[Collected data]
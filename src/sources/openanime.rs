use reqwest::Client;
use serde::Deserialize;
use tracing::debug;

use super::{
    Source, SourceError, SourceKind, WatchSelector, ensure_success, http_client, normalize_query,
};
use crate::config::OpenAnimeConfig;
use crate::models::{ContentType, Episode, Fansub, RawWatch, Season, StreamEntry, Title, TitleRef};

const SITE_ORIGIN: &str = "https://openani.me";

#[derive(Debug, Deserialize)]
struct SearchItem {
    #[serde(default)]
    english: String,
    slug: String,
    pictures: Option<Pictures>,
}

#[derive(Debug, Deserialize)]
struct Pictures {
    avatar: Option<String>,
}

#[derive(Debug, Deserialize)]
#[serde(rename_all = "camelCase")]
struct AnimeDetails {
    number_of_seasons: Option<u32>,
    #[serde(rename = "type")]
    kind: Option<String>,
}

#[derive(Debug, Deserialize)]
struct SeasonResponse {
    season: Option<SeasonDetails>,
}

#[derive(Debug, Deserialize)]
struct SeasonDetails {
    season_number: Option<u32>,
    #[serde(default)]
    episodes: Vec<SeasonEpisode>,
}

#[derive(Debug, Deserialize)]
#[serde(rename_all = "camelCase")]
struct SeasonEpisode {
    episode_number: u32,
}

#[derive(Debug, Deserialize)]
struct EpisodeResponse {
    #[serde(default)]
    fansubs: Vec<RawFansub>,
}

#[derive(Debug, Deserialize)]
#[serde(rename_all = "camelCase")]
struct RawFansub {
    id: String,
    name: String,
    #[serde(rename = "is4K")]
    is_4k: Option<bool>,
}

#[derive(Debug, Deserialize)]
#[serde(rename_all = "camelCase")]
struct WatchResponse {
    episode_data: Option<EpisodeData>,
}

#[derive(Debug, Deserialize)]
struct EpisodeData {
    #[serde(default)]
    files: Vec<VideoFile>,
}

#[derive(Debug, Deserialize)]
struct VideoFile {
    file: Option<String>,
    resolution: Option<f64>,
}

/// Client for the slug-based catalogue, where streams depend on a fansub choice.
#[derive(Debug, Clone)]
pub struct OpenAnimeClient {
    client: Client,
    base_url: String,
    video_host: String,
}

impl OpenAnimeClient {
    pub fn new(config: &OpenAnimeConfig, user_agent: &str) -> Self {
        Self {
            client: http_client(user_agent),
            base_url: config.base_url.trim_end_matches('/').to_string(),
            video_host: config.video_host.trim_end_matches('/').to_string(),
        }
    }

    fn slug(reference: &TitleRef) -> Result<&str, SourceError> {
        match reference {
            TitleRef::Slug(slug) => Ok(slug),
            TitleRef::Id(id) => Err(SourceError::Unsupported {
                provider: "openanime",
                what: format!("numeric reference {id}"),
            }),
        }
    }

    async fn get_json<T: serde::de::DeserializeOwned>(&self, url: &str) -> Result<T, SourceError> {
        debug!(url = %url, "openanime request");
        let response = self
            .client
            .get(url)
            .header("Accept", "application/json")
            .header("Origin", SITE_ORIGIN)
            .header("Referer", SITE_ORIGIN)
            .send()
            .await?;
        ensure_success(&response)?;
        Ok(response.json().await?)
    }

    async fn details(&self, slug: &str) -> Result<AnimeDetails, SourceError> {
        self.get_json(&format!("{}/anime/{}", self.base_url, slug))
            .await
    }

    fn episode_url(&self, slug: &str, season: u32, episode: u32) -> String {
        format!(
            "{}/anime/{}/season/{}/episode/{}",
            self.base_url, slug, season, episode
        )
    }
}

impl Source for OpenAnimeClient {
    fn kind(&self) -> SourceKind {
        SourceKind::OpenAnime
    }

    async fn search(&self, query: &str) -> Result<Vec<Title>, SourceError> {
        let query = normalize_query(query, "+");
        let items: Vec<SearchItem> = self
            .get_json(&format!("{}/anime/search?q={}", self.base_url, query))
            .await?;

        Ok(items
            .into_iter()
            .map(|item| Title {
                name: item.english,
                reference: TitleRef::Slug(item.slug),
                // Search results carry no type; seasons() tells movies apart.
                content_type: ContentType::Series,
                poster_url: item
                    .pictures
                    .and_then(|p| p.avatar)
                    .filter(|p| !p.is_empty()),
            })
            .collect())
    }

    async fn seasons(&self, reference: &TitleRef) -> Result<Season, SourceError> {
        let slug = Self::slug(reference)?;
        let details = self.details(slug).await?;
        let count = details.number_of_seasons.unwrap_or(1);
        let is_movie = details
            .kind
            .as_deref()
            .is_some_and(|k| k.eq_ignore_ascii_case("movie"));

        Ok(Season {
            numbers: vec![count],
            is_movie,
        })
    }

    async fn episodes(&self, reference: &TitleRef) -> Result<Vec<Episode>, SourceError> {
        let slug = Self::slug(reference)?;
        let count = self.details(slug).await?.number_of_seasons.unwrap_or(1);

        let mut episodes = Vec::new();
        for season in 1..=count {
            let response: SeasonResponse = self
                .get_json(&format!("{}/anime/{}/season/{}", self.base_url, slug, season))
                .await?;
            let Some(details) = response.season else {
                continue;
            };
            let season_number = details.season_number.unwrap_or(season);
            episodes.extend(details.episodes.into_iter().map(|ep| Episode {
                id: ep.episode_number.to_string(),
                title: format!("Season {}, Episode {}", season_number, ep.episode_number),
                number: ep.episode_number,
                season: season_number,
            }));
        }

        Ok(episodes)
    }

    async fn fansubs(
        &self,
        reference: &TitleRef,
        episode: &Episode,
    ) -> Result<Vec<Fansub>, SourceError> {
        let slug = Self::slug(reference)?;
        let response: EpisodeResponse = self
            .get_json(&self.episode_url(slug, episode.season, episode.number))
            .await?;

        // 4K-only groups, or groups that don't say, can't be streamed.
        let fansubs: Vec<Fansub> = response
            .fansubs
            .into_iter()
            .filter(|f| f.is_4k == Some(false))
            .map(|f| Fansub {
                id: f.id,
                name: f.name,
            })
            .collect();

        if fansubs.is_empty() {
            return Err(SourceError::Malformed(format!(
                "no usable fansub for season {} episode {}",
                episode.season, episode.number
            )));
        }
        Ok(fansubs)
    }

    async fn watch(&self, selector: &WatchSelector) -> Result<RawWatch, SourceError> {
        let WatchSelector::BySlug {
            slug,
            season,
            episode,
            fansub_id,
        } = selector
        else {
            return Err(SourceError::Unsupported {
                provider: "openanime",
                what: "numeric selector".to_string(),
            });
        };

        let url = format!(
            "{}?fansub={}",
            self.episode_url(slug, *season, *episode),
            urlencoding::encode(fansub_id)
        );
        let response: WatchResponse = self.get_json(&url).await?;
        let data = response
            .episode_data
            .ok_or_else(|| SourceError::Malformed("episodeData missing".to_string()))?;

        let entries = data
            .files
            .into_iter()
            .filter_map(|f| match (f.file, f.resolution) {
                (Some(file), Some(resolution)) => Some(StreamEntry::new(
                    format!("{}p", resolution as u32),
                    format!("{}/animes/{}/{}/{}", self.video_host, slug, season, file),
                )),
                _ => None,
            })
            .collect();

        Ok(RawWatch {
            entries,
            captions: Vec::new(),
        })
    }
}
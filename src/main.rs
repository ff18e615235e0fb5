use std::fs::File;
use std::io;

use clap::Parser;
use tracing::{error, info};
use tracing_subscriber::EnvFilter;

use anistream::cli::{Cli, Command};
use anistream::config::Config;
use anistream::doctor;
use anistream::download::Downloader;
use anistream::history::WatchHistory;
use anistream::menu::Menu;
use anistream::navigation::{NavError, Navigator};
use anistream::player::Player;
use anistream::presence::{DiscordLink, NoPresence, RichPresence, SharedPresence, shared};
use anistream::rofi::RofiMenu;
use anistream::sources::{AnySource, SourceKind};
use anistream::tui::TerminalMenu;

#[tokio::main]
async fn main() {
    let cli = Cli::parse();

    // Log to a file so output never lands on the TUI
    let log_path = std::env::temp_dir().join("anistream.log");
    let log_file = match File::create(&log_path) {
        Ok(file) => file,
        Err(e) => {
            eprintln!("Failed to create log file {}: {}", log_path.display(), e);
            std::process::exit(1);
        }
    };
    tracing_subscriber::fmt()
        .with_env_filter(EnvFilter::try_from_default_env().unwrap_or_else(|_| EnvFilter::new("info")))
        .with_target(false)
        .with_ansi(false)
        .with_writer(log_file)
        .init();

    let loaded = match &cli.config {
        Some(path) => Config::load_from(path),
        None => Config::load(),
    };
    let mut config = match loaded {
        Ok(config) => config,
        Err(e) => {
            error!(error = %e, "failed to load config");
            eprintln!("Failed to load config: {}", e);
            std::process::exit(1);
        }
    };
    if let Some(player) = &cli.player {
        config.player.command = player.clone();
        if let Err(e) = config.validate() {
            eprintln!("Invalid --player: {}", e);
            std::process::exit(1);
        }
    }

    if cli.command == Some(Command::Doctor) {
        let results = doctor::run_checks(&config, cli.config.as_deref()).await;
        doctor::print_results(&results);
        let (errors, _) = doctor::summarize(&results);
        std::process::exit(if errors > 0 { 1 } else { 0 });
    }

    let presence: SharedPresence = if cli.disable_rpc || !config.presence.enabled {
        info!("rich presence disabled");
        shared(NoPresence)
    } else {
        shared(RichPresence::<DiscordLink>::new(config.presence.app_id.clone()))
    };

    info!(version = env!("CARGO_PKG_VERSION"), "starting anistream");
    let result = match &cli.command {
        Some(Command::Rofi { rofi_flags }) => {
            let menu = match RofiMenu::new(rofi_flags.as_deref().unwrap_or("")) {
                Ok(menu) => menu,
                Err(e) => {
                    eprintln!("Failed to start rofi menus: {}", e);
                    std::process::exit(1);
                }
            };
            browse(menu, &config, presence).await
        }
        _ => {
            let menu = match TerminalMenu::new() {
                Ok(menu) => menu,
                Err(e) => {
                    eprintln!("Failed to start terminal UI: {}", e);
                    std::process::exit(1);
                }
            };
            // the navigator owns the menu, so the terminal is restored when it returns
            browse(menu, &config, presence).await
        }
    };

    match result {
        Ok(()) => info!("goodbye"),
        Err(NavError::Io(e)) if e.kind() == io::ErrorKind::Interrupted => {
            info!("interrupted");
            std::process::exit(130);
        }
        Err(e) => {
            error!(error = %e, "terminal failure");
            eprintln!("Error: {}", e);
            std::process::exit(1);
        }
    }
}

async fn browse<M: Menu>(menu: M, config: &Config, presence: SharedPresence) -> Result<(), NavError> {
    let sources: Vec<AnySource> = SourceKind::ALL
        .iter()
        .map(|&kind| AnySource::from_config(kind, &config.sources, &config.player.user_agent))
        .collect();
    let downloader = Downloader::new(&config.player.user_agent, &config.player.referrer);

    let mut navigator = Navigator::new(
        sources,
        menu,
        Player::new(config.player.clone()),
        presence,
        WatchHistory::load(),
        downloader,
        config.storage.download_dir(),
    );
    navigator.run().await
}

→ Work to complete: Your job is to return all lines above that hold the word "results".

→ The completed task:
                // Search results carry no type; seasons() tells movies apart.
        let results = doctor::run_checks(&config, cli.config.as_deref()).await;
        doctor::print_results(&results);
        let (errors, _) = doctor::summarize(&results);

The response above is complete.